▶ Exercise
Hunt for the word "crate" across the entries below, copying each line that holds it.

--- Records to use Enclosed Below ---

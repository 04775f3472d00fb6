// SPDX-License-Identifier: PolyForm-Noncommercial-1.0.0
// Copyright (c) 2025 Sylvex. All rights reserved.

//! Implementation of the `run` command.

use std::sync::Arc;

use uanode_config::UaNodeConfig;

use crate::cli::RunArgs;
use crate::error::BinResult;
use crate::runtime::ServerRuntime;

/// Starts the server and blocks until shutdown.
pub async fn run(mut config: UaNodeConfig, args: RunArgs) -> BinResult<()> {
    if args.no_simulation {
        config.variables.simulation_enabled = false;
    }
    ServerRuntime::new(Arc::new(config)).run().await
}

--- End of Enclosed Records to use ---

▶ Task output
use crate::cli::RunArgs;
use crate::error::BinResult;
use crate::runtime::ServerRuntime;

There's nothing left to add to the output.